Forever tied to Bond, perhaps, but Connery has
stepped out of the role before. To play Mark Rutland in Alfred Hitchcock’s
underrated Marnie, which Hitchcock fans love to hate. But my personal
favourites among Connery’s early non-Bond films are Sidney Lumet’s slow-paced
police thriller The Offence (1973) and John Huston’s The Man Who Would
Be King (1975), in which he starred with friend Michael Caine.
But Connery’s best was yet to come. As he grew
older, he seemed to grow more light-hearted. The dour Scots expression had
given way to an avuncular presence – but the balding, bearded, warm presence would
still evoke an audience response, as was evidenced in Robin and Marian (1976)

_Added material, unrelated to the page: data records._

#[test]
fn test_dashes_inside_comment() {
    let tokens = tokenize("<!--a-- >");
    // "-- " does not close a comment; this one runs to EOF.
    assert_eq!(
        error_codes(&tokens),
        vec!["unexpected-char-in-comment", "eof-in-comment"]
    );
    assert!(matches!(content(&tokens)[0], Token::Comment { data, .. } if data == "a-- >"));
}

#[test]
fn test_unterminated_comment_at_eof() {
    let tokens = tokenize("<!--a");
    assert_eq!(error_codes(&tokens), vec!["eof-in-comment"]);
    assert!(matches!(content(&tokens)[0], Token::Comment { data, .. } if data == "a"));
}

#[test]
fn test_bang_without_dashes_or_doctype() {
    let tokens = tokenize("<!foo>");
    assert_eq!(error_codes(&tokens), vec!["expected-dashes-or-doctype"]);
    assert!(matches!(content(&tokens)[0], Token::Comment { data, .. } if data == "foo"));
}

#[test]
fn test_doctype_html() {
    let tokens = tokenize("<!DOCTYPE html>");
    assert_eq!(tokens.len(), 1);
    assert!(matches!(&tokens[0], Token::Doctype {
        name: Some(name),
        public_id: None,
        system_id: None,
        correct: true,
        ..
    } if name == "html"));
}

#[test]
fn test_doctype_name_is_case_folded() {
    let tokens = tokenize("<!doctype HTML>");
    assert!(matches!(&tokens[0], Token::Doctype { name: Some(name), correct: true, .. }
        if name == "html"));
}

#[test]
fn test_doctype_public_and_system() {
    let tokens =
        tokenize("<!DOCTYPE html PUBLIC \"-//W3C//DTD HTML 4.01//EN\" \"http://www.w3.org/TR/html4/strict.dtd\">");
    assert!(error_codes(&tokens).is_empty());
    assert!(matches!(&tokens[0], Token::Doctype {
        name: Some(name),
        public_id: Some(public_id),
        system_id: Some(system_id),
        correct: true,
        ..
    } if name == "html"
        && public_id == "-//W3C//DTD HTML 4.01//EN"
        && system_id == "http://www.w3.org/TR/html4/strict.dtd"));
}

#[test]
fn test_doctype_system_only() {
    let tokens = tokenize("<!DOCTYPE html SYSTEM 'about:legacy-compat'>");
    assert!(matches!(&tokens[0], Token::Doctype {
        public_id: None,
        system_id: Some(system_id),
        correct: true,
        ..
    } if system_id == "about:legacy-compat"));
}

#[test]
fn test_doctype_missing_space_clears_correct() {
    let tokens = tokenize("<!DOCTYPEhtml>");
    assert_eq!(error_codes(&tokens), vec!["need-space-after-doctype"]);
    assert!(matches!(content(&tokens)[0], Token::Doctype { name: Some(name), correct: false, .. }
        if name == "html"));
}
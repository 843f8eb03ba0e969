//! Token types produced by the tokenizer.
//!
//! [§ 13.2.5 Tokenization](https://html.spec.whatwg.org/multipage/parsing.html#tokenization)
//!
//! The output of tokenization is a series of zero or more tokens: start tag,
//! end tag, character, space-character, comment, doctype, processing
//! instruction, and parse error. Whitespace-only runs are split out as
//! `SpaceCharacters` so tree construction can decide their fate without
//! re-scanning, and parse errors travel in-band with the content tokens.

use core::fmt;

use serde::Serialize;

use super::errors::{ErrorDetail, ParseErrorCode};

/// An attribute on a start or end tag token.
///
/// "a list of attributes, each of which has a name and a value"
#[derive(Debug, Clone, PartialEq, Eq, Serialize)]
pub struct Attribute {
    pub name: String,
    pub value: String,
}

impl Attribute {
    /// Create a new attribute with the given name and value.
    #[must_use]
    pub const fn new(name: String, value: String) -> Self {
        Self { name, value }
    }
}

/// The source extent a token covers, in byte offsets into the decoded,
/// newline-normalized text. `end` is exclusive.
///
/// Spans are only attached when `generate_spans` is set; apart from parse
/// errors (which get a zero-width span and do not advance the cursor), the
/// `end` of one token is the `start` of the next.
#[derive(Debug, Clone, PartialEq, Eq, Serialize)]
pub struct SourceSpan {
    pub file: Option<String>,
    pub start: usize,
    pub end: usize,
}

/// A single lexical unit emitted by the tokenizer.
#[derive(Debug, Clone, PartialEq, Eq, Serialize)]
pub enum Token {
    /// A start tag with its ordered attribute list.
    ///
    /// Duplicate attribute names are reported as `duplicate-attribute` parse
    /// errors but every occurrence stays on the token, in source order, so a
    /// consumer can dedupe on first-wins.
    StartTag {
        name: String,
        attributes: Vec<Attribute>,
        self_closing: bool,
        span: Option<SourceSpan>,
    },

    /// An end tag. Attributes and a self-closing flag are parse errors here
    /// but the token is still emitted with whatever was written on it.
    EndTag {
        name: String,
        attributes: Vec<Attribute>,
        self_closing: bool,
        span: Option<SourceSpan>,
    },

    /// A run of character data containing at least one non-whitespace scalar.
    Characters {
        data: String,
        span: Option<SourceSpan>,
    },

    /// A run of character data that is entirely whitespace.
    SpaceCharacters {
        data: String,
        span: Option<SourceSpan>,
    },

    /// A comment. `data` excludes the `<!--` and `-->` delimiters.
    Comment {
        data: String,
        span: Option<SourceSpan>,
    },

    /// A doctype. `correct` is true only if no parse error occurred anywhere
    /// along the doctype's path through the state machine.
    Doctype {
        name: Option<String>,
        public_id: Option<String>,
        system_id: Option<String>,
        correct: bool,
        span: Option<SourceSpan>,
    },

    /// A processing instruction `<?target data?>`. Unterminated instructions
    /// are emitted with `correct` unset.
    ProcessingInstruction {
        target: String,
        data: String,
        correct: bool,
        span: Option<SourceSpan>,
    },

    /// A parse error, interleaved with content tokens in source order.
    ParseError {
        code: ParseErrorCode,
        detail: Option<ErrorDetail>,
        span: Option<SourceSpan>,
    },
}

where he starred as an aging Robin Hood opposite Audrey Hepburn’s Maid
Marian.
You can see the 'hero' change to become the character. As Jim Malone, the Irish
American cop from The Untouchables (1987) – which won Connery an Oscar for
Best Supporting Actor, he is the veteran who mentors Elliot Ness (Kevin Costner), a federal agent and supports him in his endeavour to put Al Capone (Robert De Niro) behind bars. In one of the film's iconic dialogues, he tells Ness, "You want to know how to get Capone? They pull a knife, you pull a gun.
He sends one of yours to the hospital, you send one of his to the
morgue. That's the Chicago way." Or The Russia
House, based on John Le Carre’s spy thriller, where Connery plays Bartholomew Scott-Blair,
a British publisher, who is forced to become an undercover agent. Or even The Hunt for Red October (1990) in which he plays
a Soviet submarine captain, who wants to defect to the west. But perhaps it was his much-loved turn as
Professor Henry Jones, Sr., a crazy eccentric professor of medieval studies
that has remained in the minds of a younger generation of movie-goers. Steven
Spielberg always had Connery in mind for the role; Connery, only 12 years older
than Harrison Ford, was initially reluctant, but then decided that the character
of a gruff, Victorian, Scottish father was too good to give up. “Only Sean
Connery could have played Indy’s father,” George Lucas had once said. The last
film in the Indy Jones trilogy will forever be my favourite because of Sean
Connery’s interactions with Harrison Ford in the film. But even though Prof. Henry Jones is a hoot, I
first ‘met’ Sean Connery as Bond. James Bond. And he will always be the most definitive
Bond for me. Goodbye, Mr Bond. RIP. You will be missed.